Witold Popławski był jednym z młodych krakowskich projektantów, którzy na fali poodwilżowej fascynacji nowoczesnością szukali nowatroskich rozwiązań formalnych z zastosowaniem nowych materiałów. Powołali oni do życia przy krakowskim ZPAP Meblarską Pracownię Doświadczalną. Tu powstawały konstrukcje z giętych metalowych prętów stając się podstawą mebli sprzedawanych do wnętrz użyteczności publicznej i domów prywatnych. W baraku na dziedzińcu ZPAP na ul. Łobzowskiej pracował spawacz, któremu plastycy powierzali swe projekty. Był spiritus movens krakowskich metalowych konstrukcji.
Konstrukcja fotela Popławskiego jest niezwykle prosta, ale i zarazem przemyślana. Dwa metalowe okręgi (mniejszy i większy) nie łączą się ze sobą bezpośrednio. Spaja je konstrukcja trzech nóg, z których każda układa się w kształt litery V idealnie pełniącą rolę łącznika. Pomiędzy metalowymi okręgami promieniście rozchodzi się linka igielitowa w intensywnym pomarańczowo-czerwonym kolorze, tworząc siedzisko wyglądające niczym misa lub muszla. Linka oplata mniejszy okrąg, następnie kieruje się w stronę większego, gdzie zatacza parę kół by powrócić w dół. Taki zwielokrotniony oplot u góry pozwolił uformować siedzisko równomiernie niczym wachlarz. Gra linii prostych i okręgów jest podstawą kompozycji, której cechą charakterystyczną jest ażur. Dodaje to lekkości temu i tak drobnemu w proporcjach fotelowi.
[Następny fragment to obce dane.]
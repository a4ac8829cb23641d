//! Wiring: backends in, coordinator and read path out.

use std::sync::Arc;

use sqlx::PgPool;
use tracing::{info, instrument, warn};

use marketplace_events::{EventTransport, InMemoryEventBus};
use marketplace_observability::SyncMetrics;

use crate::cache::{
    CacheBackend, InMemoryCache, InMemoryVersionCounters, PostgresVersionCounters,
    VersionCounterStore, VersionedCacheManager,
};
use crate::config::SyncConfig;
use crate::coordinator::{ReplayReport, WriteCoordinator};
use crate::dead_letter::{DeadLetterStore, InMemoryDeadLetters, PostgresDeadLetters};
use crate::error::CatalogError;
use crate::publishing::{EventPublisher, InMemoryOutbox, OutboxError, OutboxStore, PostgresOutbox, RelayReport};
use crate::read_path::ReadPath;
use crate::search::{
    InMemorySearchIndex, PostgresSearchIndex, ReconcileReport, SearchIndex, SearchIndexSynchronizer,
};
use crate::store::{CatalogStore, InMemoryCatalogStore, PostgresCatalogStore};

/// Every external dependency of the engine.
#[derive(Clone)]
pub struct Backends {
    pub store: Arc<dyn CatalogStore>,
    pub cache: Arc<dyn CacheBackend>,
    pub counters: Arc<dyn VersionCounterStore>,
    pub index: Arc<dyn SearchIndex>,
    pub transport: Arc<dyn EventTransport>,
    pub outbox: Arc<dyn OutboxStore>,
    pub dead_letters: Arc<dyn DeadLetterStore>,
}

impl Backends {
    /// Postgres for everything durable. The cache stays process-local unless
    /// the caller swaps in a shared one (see `RedisCache`).
    pub fn postgres(pool: PgPool, transport: Arc<dyn EventTransport>) -> Self {
        Self {
            store: Arc::new(PostgresCatalogStore::new(pool.clone())),
            cache: Arc::new(InMemoryCache::new()),
            counters: Arc::new(PostgresVersionCounters::new(pool.clone())),
            index: Arc::new(PostgresSearchIndex::new(pool.clone())),
            transport,
            outbox: Arc::new(PostgresOutbox::new(pool.clone())),
            dead_letters: Arc::new(PostgresDeadLetters::new(pool)),
        }
    }
}

/// In-memory backends with their concrete handles kept for fault injection.
#[derive(Clone, Default)]
pub struct InMemoryBackends {
    pub store: Arc<InMemoryCatalogStore>,
    pub cache: Arc<InMemoryCache>,
    pub counters: Arc<InMemoryVersionCounters>,
    pub index: Arc<InMemorySearchIndex>,
    pub bus: Arc<InMemoryEventBus>,
    pub outbox: Arc<InMemoryOutbox>,
    pub dead_letters: Arc<InMemoryDeadLetters>,
}

impl InMemoryBackends {
    pub fn new() -> Self {
        Self::default()
    }

    pub fn backends(&self) -> Backends {
        Backends {
            store: self.store.clone(),
            cache: self.cache.clone(),
            counters: self.counters.clone(),
            index: self.index.clone(),
            transport: self.bus.clone(),
            outbox: self.outbox.clone(),
            dead_letters: self.dead_letters.clone(),
        }
    }
}

pub struct SyncEngine {
    config: SyncConfig,
    metrics: Arc<SyncMetrics>,
    store: Arc<dyn CatalogStore>,
    cache: Arc<VersionedCacheManager>,
    search: Arc<SearchIndexSynchronizer>,
    publisher: Arc<EventPublisher>,
    coordinator: WriteCoordinator,
    reads: ReadPath,
}

impl SyncEngine {
    pub fn assemble(config: SyncConfig, backends: Backends) -> Self {
        let metrics = Arc::new(SyncMetrics::new());
        let cache = Arc::new(VersionedCacheManager::new(
            backends.cache,
            backends.counters,
            config.cache_timeout(),
            metrics.clone(),
        ));
        let search = Arc::new(
            SearchIndexSynchronizer::new(backends.index, backends.store.clone())
                .with_tombstone_grace(config.tombstone_grace()),
        );
        let publisher = Arc::new(EventPublisher::new(
            backends.transport,
            backends.outbox,
            config.side_effect_timeout(),
            metrics.clone(),
        ));
        let coordinator = WriteCoordinator::new(
            backends.store.clone(),
            cache.clone(),
            search.clone(),
            publisher.clone(),
            backends.dead_letters,
            &config,
            metrics.clone(),
        );
        let reads = ReadPath::new(
            backends.store.clone(),
            cache.clone(),
            search.clone(),
            config.clone(),
        );

        Self {
            config,
            metrics,
            store: backends.store,
            cache,
            search,
            publisher,
            coordinator,
            reads,
        }
    }

    pub fn in_memory(config: SyncConfig) -> (Self, InMemoryBackends) {
        let handles = InMemoryBackends::new();
        (Self::assemble(config, handles.backends()), handles)
    }

    pub fn config(&self) -> &SyncConfig {
        &self.config
    }

    pub fn metrics(&self) -> &SyncMetrics {
        &self.metrics
    }

    pub fn coordinator(&self) -> &WriteCoordinator {
        &self.coordinator
    }

    pub fn reads(&self) -> &ReadPath {
        &self.reads
    }

    pub fn search(&self) -> &SearchIndexSynchronizer {
        &self.search
    }

    pub fn cache(&self) -> &VersionedCacheManager {
        &self.cache
    }

    pub fn publisher(&self) -> &EventPublisher {
        &self.publisher
    }

    /// Deliver parked events, oldest first per tenant.
    pub async fn relay_outbox(&self) -> Result<RelayReport, OutboxError> {
        self.publisher.replay_outbox(self.config.relay_batch).await
    }

    /// Repair search drift for every tenant. A failing tenant is logged and
    /// skipped so that it cannot starve the others.
    #[instrument(skip(self), err)]
    pub async fn reconcile_all(&self) -> Result<ReconcileReport, CatalogError> {
        let mut total = ReconcileReport::default();
        for tenant_id in self.store.list_tenants().await? {
            match self.search.reconcile(tenant_id).await {
                Ok(report) => {
                    total.checked += report.checked;
                    total.reindexed += report.reindexed;
                    total.removed += report.removed;
                    total.purged += report.purged;
                }
                Err(e) => warn!(tenant_id = %tenant_id, error = %e, "reconciliation failed for tenant"),
            }
        }
        info!(
            checked = total.checked,
            reindexed = total.reindexed,
            removed = total.removed,
            purged = total.purged,
            "reconciliation pass complete"
        );
        Ok(total)
    }

    pub async fn replay_dead_letters(&self) -> Result<ReplayReport, CatalogError> {
        self.coordinator.replay_dead_letters(self.config.relay_batch).await
    }

    /// Wait for in-flight side effects, then flush the outbox once.
    pub async fn shutdown(&self) {
        self.coordinator.drain().await;
        if let Err(e) = self.relay_outbox().await {
            warn!(error = %e, "final outbox relay failed");
        }
    }
}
Nowy paradygmat konstrukcji łupinowych był intensywnie eksploatowany przez projektantów drugiej połowy lat 50. Organiczne, ażurowe, abstrakcyjne i odważne w kolorach nowoczesne rozwiązania formalne i technologiczne wzbudzały wśród odbiorców ogromne zainteresowanie. Z drugiej jednak strony u wielu poddawało w wątpliwość ich walory użytkowe. Omówieniu mebli z krakowskiego Salonu towarzyszył między innymi niezwykle zabawny żart rysunkowy „Gdzie podziały się dwa krzesła”, który publikuję w galerii zdjęć. Jednak żarty żartami a krzesła z metalu i igielitu stały się jednym z synonimów poodwilżowej nowoczesności. Siedziano na nich w kawiarniach, sklepach, kinach i domach prywatnych. Niektóre przetrwały do naszych czasów i są świadkami tej mody. Fotelik Popławskiego również przetrwał. I choć nie ma już tak intensywnego koloru jak kiedyś, a i tu i ówdzie widać, że jest wiekowy wciąż jest dowodem tego, że polscy projektanci pomimo deficytu materiałów dysponowali ogromnym potencjałem twórczym.